I have been using Grails more than 4 months now and I will try to give you my personal feeling about Grails and its usability.

Is Grails now worth it vs Ruby or other roll your own?

Of course, the answer is not 'Yes' or 'No' but it depends. It depends on your requirements (do you need to be in the Java World?), on your preferences as well (do you prefer the domain-oriented development, do you prefer Groovy...)? However, I can answer that Grails is a serious alternative to Rails. I believe that whatever is your Rails application, you can do it with Grails as well. But depending on the nature of your project, it might take more or less time. Again, if you are familiar with Rails but not with Grails, Rails is the safer option.

Has it overcome its buggy start?

Yes. If you take a look at my initial messages (in this website or others), I was complaining a lot about Grails bugs. But, you just need to remember that Grails is a little rough on the edge (not too much use of domain inheritance ,for instance) and once you are familiar with the framework, you don't experience too much bad surprises. I am not saying that Grails is not buggy. It is certainly more than Rails. But also, it is more usable than buggy. A piece of advice for that : use as few plugins as possible. Because many of them are buggy and some are not compatible among themselves. So, do not include grails plugin unless you are sure that the grails plugin is up-to-date, non-intrusive and tested (by yourself).

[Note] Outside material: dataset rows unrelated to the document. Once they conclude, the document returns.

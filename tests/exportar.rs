// Export properties: deterministic bytes, intact inputs, the expected sheet
// layout, and the download boundary writing under the fixed filename.

use std::io::Read;

use chrono::{DateTime, NaiveDate, Utc};
use facturapro::export::{
    ARCHIVO_CLIENTES_XLSX, guardar_descarga, libro_clientes, libro_ventas, nombre_con_negocio,
    pdf_ventas,
};
use facturapro::models::{Cliente, EstadoCliente, EstadoPago, Nota, TipoVenta, Venta};
use rust_decimal::Decimal;

fn momento(texto: &str) -> DateTime<Utc> {
    DateTime::parse_from_rfc3339(texto).unwrap().with_timezone(&Utc)
}

fn clientes() -> Vec<Cliente> {
    vec![
        Cliente {
            id: "c1".into(),
            nombre: "Ana Lopez".into(),
            telefono: "9392283101".into(),
            email: Some("ana@example.com".into()),
            direccion: None,
            identificacion: None,
            genero: None,
            canal: Some("referido".into()),
            canal_otro: None,
            notas: None,
            categoria: EstadoCliente::Activo,
            creado_en: momento("2025-01-05T10:00:00Z"),
            actualizado_en: None,
        },
        Cliente {
            id: "c2".into(),
            nombre: "Luis Mora".into(),
            telefono: "5512345678".into(),
            email: None,
            direccion: None,
            identificacion: None,
            genero: None,
            canal: None,
            canal_otro: None,
            notas: None,
            categoria: EstadoCliente::Pendiente,
            creado_en: momento("2025-02-01T09:30:00Z"),
            actualizado_en: None,
        },
    ]
}

fn notas() -> Vec<Nota> {
    vec![Nota {
        id: "n1".into(),
        cliente_id: "c1".into(),
        contenido: "Prefiere citas por la tarde".into(),
        adjuntos: vec![],
        creada_en: momento("2025-03-01T12:00:00Z"),
    }]
}

fn ventas() -> Vec<Venta> {
    vec![
        Venta {
            id: "v1".into(),
            cliente_id: "c1".into(),
            monto: Decimal::new(15050, 2),
            tipo: TipoVenta::Unica,
            fecha: NaiveDate::from_ymd_opt(2025, 5, 1).unwrap(),
            estado_pago: EstadoPago::Pagado,
            creado_en: momento("2025-05-01T10:00:00Z"),
            actualizado_en: None,
        },
        Venta {
            id: "v2".into(),
            cliente_id: "c-borrado".into(),
            monto: Decimal::new(30000, 2),
            tipo: TipoVenta::Mensual,
            fecha: NaiveDate::from_ymd_opt(2025, 5, 15).unwrap(),
            estado_pago: EstadoPago::Pendiente,
            creado_en: momento("2025-05-15T10:00:00Z"),
            actualizado_en: None,
        },
    ]
}

#[test]
fn exportar_dos_veces_da_bytes_identicos() {
    let clientes = clientes();
    let notas = notas();

    let primero = libro_clientes(&clientes, &notas).unwrap();
    let segundo = libro_clientes(&clientes, &notas).unwrap();
    assert_eq!(primero, segundo);

    let ventas = ventas();
    let primero = libro_ventas(&ventas, &clientes).unwrap();
    let segundo = libro_ventas(&ventas, &clientes).unwrap();
    assert_eq!(primero, segundo);
}

#[test]
fn exportar_no_muta_las_colecciones() {
    let clientes = clientes();
    let ventas = ventas();
    let nombres_antes: Vec<String> = clientes.iter().map(|c| c.nombre.clone()).collect();

    libro_ventas(&ventas, &clientes).unwrap();

    let nombres_despues: Vec<String> = clientes.iter().map(|c| c.nombre.clone()).collect();
    assert_eq!(nombres_antes, nombres_despues);
    assert_eq!(ventas.len(), 2);
}

#[test]
fn el_libro_trae_las_hojas_esperadas() {
    let bytes = libro_clientes(&clientes(), &notas()).unwrap();
    let cursor = std::io::Cursor::new(bytes);
    let mut archivo = zip::ZipArchive::new(cursor).unwrap();

    let nombres: Vec<String> = archivo.file_names().map(str::to_string).collect();
    assert!(nombres.contains(&"xl/worksheets/sheet1.xml".to_string()));
    assert!(nombres.contains(&"xl/worksheets/sheet2.xml".to_string()));

    let mut workbook = String::new();
    archivo
        .by_name("xl/workbook.xml")
        .unwrap()
        .read_to_string(&mut workbook)
        .unwrap();
    assert!(workbook.contains("name=\"Clientes\""));
    assert!(workbook.contains("name=\"Notas\""));

    // The deleted client shows the marker inside the sales sheet too.
    let bytes = libro_ventas(&ventas(), &clientes()).unwrap();
    let cursor = std::io::Cursor::new(bytes);
    let mut archivo = zip::ZipArchive::new(cursor).unwrap();
    let mut hoja = String::new();
    archivo
        .by_name("xl/worksheets/sheet1.xml")
        .unwrap()
        .read_to_string(&mut hoja)
        .unwrap();
    assert!(hoja.contains("Cliente eliminado"));
    assert!(hoja.contains("150.50"));
}

#[test]
fn guardar_descarga_usa_el_nombre_fijo() {
    let dir = tempfile::tempdir().unwrap();
    let destino = guardar_descarga(dir.path(), ARCHIVO_CLIENTES_XLSX, b"contenido").unwrap();
    assert!(destino.ends_with("clientes.xlsx"));
    assert_eq!(std::fs::read(destino).unwrap(), b"contenido");
}

#[test]
fn nombre_con_negocio_va_en_slug() {
    assert_eq!(
        nombre_con_negocio("ventas", "Estética Ana", "xlsx"),
        "ventas-estetica-ana.xlsx"
    );
}

#[test]
fn pdf_de_ventas_si_hay_fuentes() {
    // Same skip idiom as the rest of the suite when the environment lacks a
    // piece: without a fonts directory there is nothing to render with.
    let fuentes = std::path::PathBuf::from(
        std::env::var("FUENTES_DIR").unwrap_or_else(|_| "fonts".to_string()),
    );
    if !fuentes.is_dir() {
        eprintln!("Se omite la prueba de PDF; no existe {}", fuentes.display());
        return;
    }

    let bytes = pdf_ventas(&ventas(), &clientes(), &fuentes).unwrap();
    assert!(bytes.starts_with(b"%PDF"));
}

Does it really confer rapid development benefits?

Yes. You almost do not need to deal with DB design. Configuration is almost done for you from the beginning thanks to Convention over Configuration. Your application is easily maintenable. The only drawback I see is front-end development that is not as rich as other technologies (like Rails or ASP)

Does it perform for real world production apps?

I cannot say because I still didn't go my website live but I am pretty confident since sky.com is using Grails and the sites attract significant traffic - around 7 million page views per day . Again performance depends a lot on your application architecture and design decisions.

Is the Eclipse plug-in better than it was and fit for purpose?

No idea. I am using IntelliJ but I guess it is not much better than one year ago according to complaining messages I see on the Grails realm.

I hope it helps.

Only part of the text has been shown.